Montana family runs organic goat dairy farm
BELGRADE, Mont. – On a small farm on Penwell Bridge Road, making goat cheese is a family affair.
Melvyn Brown, 55, milks the goats. His son, Nate, 23, makes the cheese. Melvyn’s wife, Sue, handles the books. And his daughter, Sarah, 21, worked on the farm until moving away last year.
“Everybody in my family knows the cheese-making process,” Sue said. “We do everything from beginning to end.”
The Amaltheia Organic Dairy may be a mom-and-pop operation, but it also happens to be the only organic goat dairy in Montana. Last year it shipped 80,000 pounds of cheese to restaurants and groceries across the country.
The goats are milked outside the Browns’ home, and the cheese – including plain chevre, flavored chevre, whole milk ricotta and feta – is made at a small factory in Belgrade.
“There are not too many organic goat-cheese makers in the country, so to be doing it here is pretty cool,” Nate Brown said. “We get to watch over the entire process from the milking of the goats to the transportation of the milk and the making of the cheese.”
Filling a niche market
Melvyn Brown grew up a cattleman in northern England. He and his wife have always had dairy goats. They raised their two children on goat milk.
Brown used to do embryo transplants in cattle. But eight years ago, after he was kicked by a cow and injured, he decided he’d like to milk goats and make goat cheese – known as chevre, after the French word for goat – full time.
Three years later, Amaltheia opened its own cheese factory.
It’s a labor of love. The Browns work 16 hours a day, seven days a week, milking the goats, cleaning and maintaining the farm.
The Browns named the dairy Amaltheia after the goat that nursed Zeus in ancient Greek mythology. Zeus later rewarded Amaltheia by placing her image in the sky and calling the constellation Capricorn.
The Browns figured goat cheese would fill a niche. The milk contains less lactose and digests faster than cow’s milk, so it is less likely to bother people who are lactose intolerant, Sue Brown said. Because it has similar qualities to human milk, goat milk is sometimes used to feed infants.
“We have a very clean, very mild goat cheese,” Sue said. “We have a very mild product and we can guarantee the freshness and the cleanliness.”
Going organic was an effort to distinguish Amaltheia from other goat cheeses, but it also fit the family’s lifestyle.
“My kids grew up on a farm. They grew up eating organic food. They don’t get sick,” Sue said. “I believe in organics, and I believe that the food that we eat is causing the diseases and sicknesses of today.”
To maintain the dairy’s organic designation, the goats are given organic feed bought in Montana; no pesticides or fertilizers are used on the farm; and the animals are never given antibiotics.
The dairy has matured into a full-fledged business. The family employs six people at the farm and cheese factory.
Life on the farm
On the Browns’ farm, 140 baby goats ranging from 5 days to 6 weeks old are kept in an outbuilding, being raised as replacement stock.

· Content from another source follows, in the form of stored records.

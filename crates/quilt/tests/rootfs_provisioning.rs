//! End-to-end provisioning tests against the real kernel mount surface.
//!
//! These exercise actual bind mounts and therefore need an effective UID of
//! root; without it each test skips itself.
#![cfg(target_os = "linux")]

use std::fs;
use std::path::{Path, PathBuf};
use std::sync::Arc;

use quilt::{LinuxSyscallFs, RootFs, RwReclaim, StdFileUtils, SyscallFs, OVERLAY_DIRS};
use quilt_common::QuiltError;
use tempfile::tempdir;

macro_rules! require_root {
    () => {
        match LinuxSyscallFs::new() {
            Ok(syscall) => syscall,
            Err(_) => {
                eprintln!("skipping: bind mounts require root privileges");
                return;
            }
        }
    };
}

fn create_prototype(parent: &Path) -> PathBuf {
    let proto = parent.join("test-prototype");
    fs::create_dir(&proto).unwrap();
    for dir in OVERLAY_DIRS {
        fs::create_dir(proto.join(dir)).unwrap();
    }
    proto
}

#[test]
fn bind_mount_read_write_round_trip() {
    let syscall = require_root!();

    let source = tempdir().unwrap();
    let mount_point = tempdir().unwrap();
    fs::write(source.path().join("seeded"), "present before mount").unwrap();

    syscall
        .bind_mount_read_write(source.path(), mount_point.path())
        .unwrap();

    assert!(mount_point.path().join("seeded").is_file());
    fs::write(mount_point.path().join("through-mount"), "x").unwrap();
    assert!(source.path().join("through-mount").is_file());

    syscall.unmount(mount_point.path()).unwrap();
    assert_eq!(fs::read_dir(mount_point.path()).unwrap().count(), 0);
}

#[test]
fn bind_mount_read_only_rejects_writes() {
    let syscall = require_root!();

    let source = tempdir().unwrap();
    let mount_point = tempdir().unwrap();
    fs::write(source.path().join("seeded"), "x").unwrap();

    syscall
        .bind_mount_read_only(source.path(), mount_point.path())
        .unwrap();

    assert!(mount_point.path().join("seeded").is_file());
    fs::write(mount_point.path().join("denied"), "x").unwrap_err();
    fs::create_dir(mount_point.path().join("denied-dir")).unwrap_err();

    syscall.unmount(mount_point.path()).unwrap();
}

#[test]
fn generate_overlays_writable_dirs_over_a_read_only_root() {
    let syscall = require_root!();

    let base = tempdir().unwrap();
    let proto_parent = tempdir().unwrap();
    let prototype = create_prototype(proto_parent.path());

    // home content must be carried into the generated root; tmp content
    // must not.
    fs::write(prototype.join("home").join("test.home"), "home file").unwrap();
    fs::write(prototype.join("tmp").join("test.tmp"), "tmp file").unwrap();

    let rootfs = RootFs::new(
        Some(Arc::new(syscall)),
        Arc::new(StdFileUtils),
        base.path(),
    )
    .unwrap();
    let root = rootfs.generate(&prototype).unwrap();

    assert!(root.starts_with(base.path()));
    assert!(root
        .file_name()
        .unwrap()
        .to_str()
        .unwrap()
        .starts_with("mnt-"));

    // The read-only portion rejects writes.
    fs::write(root.join("test.root"), "x").unwrap_err();

    // Overlay directories are writable and persist the prototype's content.
    let home_file = root.join("home").join("test.home");
    assert!(home_file.is_file());
    fs::remove_file(&home_file).unwrap();

    let tmp_file = root.join("tmp").join("test.write");
    fs::write(&tmp_file, "x").unwrap();
    fs::remove_file(&tmp_file).unwrap();

    // tmp starts fresh regardless of the prototype's tmp.
    assert!(!root.join("tmp").join("test.tmp").exists());

    // The prototype itself was never modified.
    assert!(prototype.join("tmp").join("test.tmp").is_file());

    rootfs.remove(&root).unwrap();
    assert!(!root.exists());
}

#[test]
fn generate_fails_cleanly_when_the_prototype_lacks_a_subdir() {
    let syscall = require_root!();

    let base = tempdir().unwrap();
    let proto_parent = tempdir().unwrap();
    let prototype = create_prototype(proto_parent.path());
    fs::remove_dir(prototype.join("home")).unwrap();

    let rootfs = RootFs::new(
        Some(Arc::new(syscall)),
        Arc::new(StdFileUtils),
        base.path(),
    )
    .unwrap();

    let err = rootfs.generate(&prototype).unwrap_err();
    assert!(
        matches!(&err, QuiltError::RootSubdirMissing { dir, .. } if dir == "home"),
        "unexpected error {err}"
    );

    // No mount or temp directory survives the backout.
    assert_eq!(fs::read_dir(base.path()).unwrap().count(), 0);
}

#[test]
fn purge_policy_reclaims_the_rw_layer_on_remove() {
    let syscall = require_root!();

    let base = tempdir().unwrap();
    let proto_parent = tempdir().unwrap();
    let prototype = create_prototype(proto_parent.path());

    let rootfs = RootFs::with_reclaim(
        Some(Arc::new(syscall)),
        Arc::new(StdFileUtils),
        base.path(),
        RwReclaim::Purge,
    )
    .unwrap();

    let root = rootfs.generate(&prototype).unwrap();
    rootfs.remove(&root).unwrap();

    assert_eq!(fs::read_dir(base.path()).unwrap().count(), 0);
}
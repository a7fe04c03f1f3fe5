//! # quilt-common
//!
//! Shared utilities and types for the Quilt rootfs provisioner:
//! - Common error types
//! - Lexical path utilities

#![warn(missing_docs)]

pub mod error;
pub mod paths;

pub use error::{QuiltError, QuiltResult};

Neighbors, adults and children, come over to play with the animals and feed the babies bottles of milk.
“I come over every day,” neighbor Judy Rente said. “I love them. These are just the funniest animals.”

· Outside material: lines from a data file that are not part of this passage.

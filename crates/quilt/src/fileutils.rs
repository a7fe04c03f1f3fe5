//! File and directory copy utilities.
//!
//! The provisioner seeds each writable overlay directory by copying it out
//! of the mounted prototype. The copy preserves file modes, never follows
//! symbolic links, and refuses links that point outside the tree being
//! copied; contained links are rewritten in a relative, relocatable form.

use std::fs;
use std::io;
use std::os::unix::fs::{symlink, DirBuilderExt, MetadataExt, OpenOptionsExt};
use std::path::{Path, PathBuf};

use quilt_common::{paths, QuiltError, QuiltResult};
use rustix::fs::FileType;

/// Permission and type bits of a file, as reported by `lstat`.
#[derive(Debug, Clone, Copy, PartialEq, Eq)]
pub struct FileMode(u32);

impl FileMode {
    /// Wrap a raw `st_mode` value.
    #[must_use]
    pub fn from_raw(mode: u32) -> Self {
        Self(mode)
    }

    /// The raw `st_mode` value.
    #[must_use]
    pub fn as_raw(self) -> u32 {
        self.0
    }

    /// Whether the mode describes a directory.
    #[must_use]
    pub fn is_dir(self) -> bool {
        FileType::from_raw_mode(self.0) == FileType::Directory
    }

    /// Whether the mode describes a symbolic link.
    #[must_use]
    pub fn is_symlink(self) -> bool {
        FileType::from_raw_mode(self.0) == FileType::Symlink
    }

    /// The permission bits, including setuid, setgid and sticky.
    #[must_use]
    pub fn perm(self) -> u32 {
        self.0 & 0o7777
    }
}

/// Semantic file and directory operations used by the provisioner.
pub trait FileUtils: Send + Sync {
    /// Recursively copy `src` to `dest`.
    ///
    /// Copying a file or directory to itself succeeds without modifying the
    /// filesystem. File modes are preserved. Symbolic links are copied as
    /// links, never followed, and must point inside the tree being copied.
    fn copy(&self, dest: &Path, src: &Path) -> QuiltResult<()>;

    /// Absence-only existence test.
    ///
    /// `false` is returned only when the path definitely does not exist;
    /// any other stat failure conservatively reports `true`. Callers must
    /// branch only on absence.
    fn exists(&self, path: &Path) -> bool;

    /// The [`FileMode`] of the file at `path`, without following symlinks.
    fn filemode(&self, path: &Path) -> QuiltResult<FileMode>;
}

/// `std::fs`-backed [`FileUtils`].
#[derive(Debug, Default)]
pub struct StdFileUtils;

impl FileUtils for StdFileUtils {
    fn copy(&self, dest: &Path, src: &Path) -> QuiltResult<()> {
        tracing::debug!(dest = %dest.display(), src = %src.display(), "Copying");
        let created_dest = !self.exists(dest);
        let result = self.do_copy(dest, src, src);
        if result.is_err() && created_dest {
            best_effort_remove(dest);
        }
        result
    }

    fn exists(&self, path: &Path) -> bool {
        match fs::metadata(path) {
            Ok(_) => true,
            Err(err) => err.kind() != io::ErrorKind::NotFound,
        }
    }

    fn filemode(&self, path: &Path) -> QuiltResult<FileMode> {
        let meta = fs::symlink_metadata(path).map_err(|e| QuiltError::FileNotFound {
            path: path.to_path_buf(),
            source: e,
        })?;
        Ok(FileMode::from_raw(meta.mode()))
    }
}

impl StdFileUtils {
    fn do_copy(&self, dest: &Path, src: &Path, top_src: &Path) -> QuiltResult<()> {
        if same_file(src, dest) {
            return Ok(());
        }
        let src_mode = self.filemode(src)?;
        if src_mode.is_symlink() {
            self.copy_symlink(dest, src, top_src)
        } else if src_mode.is_dir() {
            self.copy_dir(dest, src, top_src)
        } else {
            self.copy_file(dest, src)
        }
    }

    fn copy_dir(&self, dest: &Path, src: &Path, top_src: &Path) -> QuiltResult<()> {
        let final_dest = self.final_destination_dir(dest, src)?;

        let entries = fs::read_dir(src).map_err(|e| QuiltError::OpeningSourceDir {
            path: src.to_path_buf(),
            source: e,
        })?;
        for entry in entries {
            let entry = entry.map_err(|e| QuiltError::CannotListSourceDir {
                path: src.to_path_buf(),
                source: e,
            })?;
            let name = entry.file_name();
            self.do_copy(&final_dest.join(&name), &src.join(&name), top_src)?;
        }
        Ok(())
    }

    /// Determine and create the effective destination directory.
    ///
    /// When `dest` does not exist it names the new directory; when it does,
    /// the source directory is copied into it under its own base name.
    fn final_destination_dir(&self, dest: &Path, src: &Path) -> QuiltResult<PathBuf> {
        let src_mode = self.filemode(src)?;
        let final_dest = match fs::metadata(dest) {
            Err(err) if err.kind() == io::ErrorKind::NotFound => dest.to_path_buf(),
            Err(err) => {
                return Err(QuiltError::Unexpected {
                    message: format!("failed to stat {}: {err}", dest.display()),
                })
            }
            Ok(_) => match src.file_name() {
                Some(name) => dest.join(name),
                None => {
                    return Err(QuiltError::Unexpected {
                        message: format!("source {} has no base name", src.display()),
                    })
                }
            },
        };
        fs::DirBuilder::new()
            .recursive(true)
            .mode(src_mode.perm())
            .create(&final_dest)
            .map_err(|e| QuiltError::CreatingTargetDir {
                path: final_dest.clone(),
                source: e,
            })?;
        Ok(final_dest)
    }

    fn copy_file(&self, dest: &Path, src: &Path) -> QuiltResult<()> {
        let mut src_file = fs::File::open(src).map_err(|e| QuiltError::OpeningSourceFile {
            path: src.to_path_buf(),
            source: e,
        })?;
        let src_mode = self.filemode(src)?;
        let mut dest_file = fs::OpenOptions::new()
            .write(true)
            .create_new(true)
            .mode(src_mode.perm())
            .open(dest)
            .map_err(|e| QuiltError::OpeningTargetFile {
                path: dest.to_path_buf(),
                source: e,
            })?;
        io::copy(&mut src_file, &mut dest_file).map_err(|e| QuiltError::CopyingFile {
            src: src.to_path_buf(),
            dest: dest.to_path_buf(),
            source: e,
        })?;
        Ok(())
    }

    fn copy_symlink(&self, dest_link: &Path, src_link: &Path, top_src: &Path) -> QuiltResult<()> {
        let mut target =
            fs::read_link(src_link).map_err(|e| QuiltError::ReadingSourceSymlink {
                path: src_link.to_path_buf(),
                source: e,
            })?;

        // A target of the form ../x is anchored at the link's parent before
        // the containment check.
        if target.starts_with("..") {
            if let Some(parent) = src_link.parent() {
                target = paths::clean(&parent.join(&target));
            }
        }

        let top_relative =
            paths::relative(top_src, &target).ok_or_else(|| QuiltError::Unexpected {
                message: format!(
                    "cannot express {} relative to {}",
                    target.display(),
                    top_src.display()
                ),
            })?;
        if top_relative.starts_with("..") {
            return Err(QuiltError::ExternalSymlink {
                link: src_link.to_path_buf(),
                target,
                top: top_src.to_path_buf(),
            });
        }

        let link_parent = src_link.parent().ok_or_else(|| QuiltError::Unexpected {
            message: format!("symbolic link {} has no parent", src_link.display()),
        })?;
        let relative_target =
            paths::relative(link_parent, &target).ok_or_else(|| QuiltError::Unexpected {
                message: format!(
                    "cannot express {} relative to {}",
                    target.display(),
                    link_parent.display()
                ),
            })?;

        tracing::debug!(
            link = %src_link.display(),
            target = %target.display(),
            relative = %relative_target.display(),
            "Recreating symbolic link"
        );
        symlink(&relative_target, dest_link).map_err(|e| QuiltError::WritingTargetSymlink {
            path: dest_link.to_path_buf(),
            source: e,
        })
    }
}

/// Device+inode identity check, so distinct paths resolving to the same
/// file are detected as a self-copy. Stat failures report "not the same".
fn same_file(a: &Path, b: &Path) -> bool {
    match (fs::metadata(a), fs::metadata(b)) {
        (Ok(ma), Ok(mb)) => ma.dev() == mb.dev() && ma.ino() == mb.ino(),
        _ => false,
    }
}

fn best_effort_remove(path: &Path) {
    let result = match fs::symlink_metadata(path) {
        Err(_) => return,
        Ok(meta) if meta.is_dir() => fs::remove_dir_all(path),
        Ok(_) => fs::remove_file(path),
    };
    if let Err(err) = result {
        tracing::warn!(
            path = %path.display(),
            error = %err,
            "Failed to remove partial copy destination"
        );
    }
}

The babies are kept in pens, although a few stroll freely around the farm and enjoy being hugged and petted. Much like dogs, the goats are domesticated and enjoy attention. They have names. They listen and come when they’re called.
“They’re all wonderful, but there are always a handful that we fall in love with,” Rente said.
Across from the baby goats, 220 milking goats are penned in another outbuilding. The milking parlor, which is large enough to milk 10 goats at a time, is nearby.
The animals are milked twice a day, at 4:30 a.m. and 3:30 p.m. Each goat produces nearly a gallon of milk a day.
The cheese factory
When the goats have been milked and the milk pumped into a tanker truck, Nate Brown drives the milk truck to the cheese factory, a large building in Belgrade’s iPark along the frontage road.
The factory consists of an office, a packaging room and a cheese-making room.
In the cheese-making room, a floor-to-ceiling tank holds the milk. Nate Brown makes sure the milk is cooled, stirred and set. He cuts and molds it into cheese.
Nate said the milk’s temperature, precise measurements and timing are crucial.
“The main trick is a lot of attention to detail,” he said. “I do enjoy it a lot. I’ve done it for a while. It’s pretty fun and laid back. I get to make my own schedule.”
It takes a few days to make one batch of chevre. Feta takes a week.
Once the cheese is made, it’s shipped to restaurants and groceries across the country. The dairy also works with Whole Foods Market and Sysco Food Services. The dairy hopes to sell 100,000 pounds of cheese this year.
“We’re really pleased with the way things are going,” Melvyn Brown said.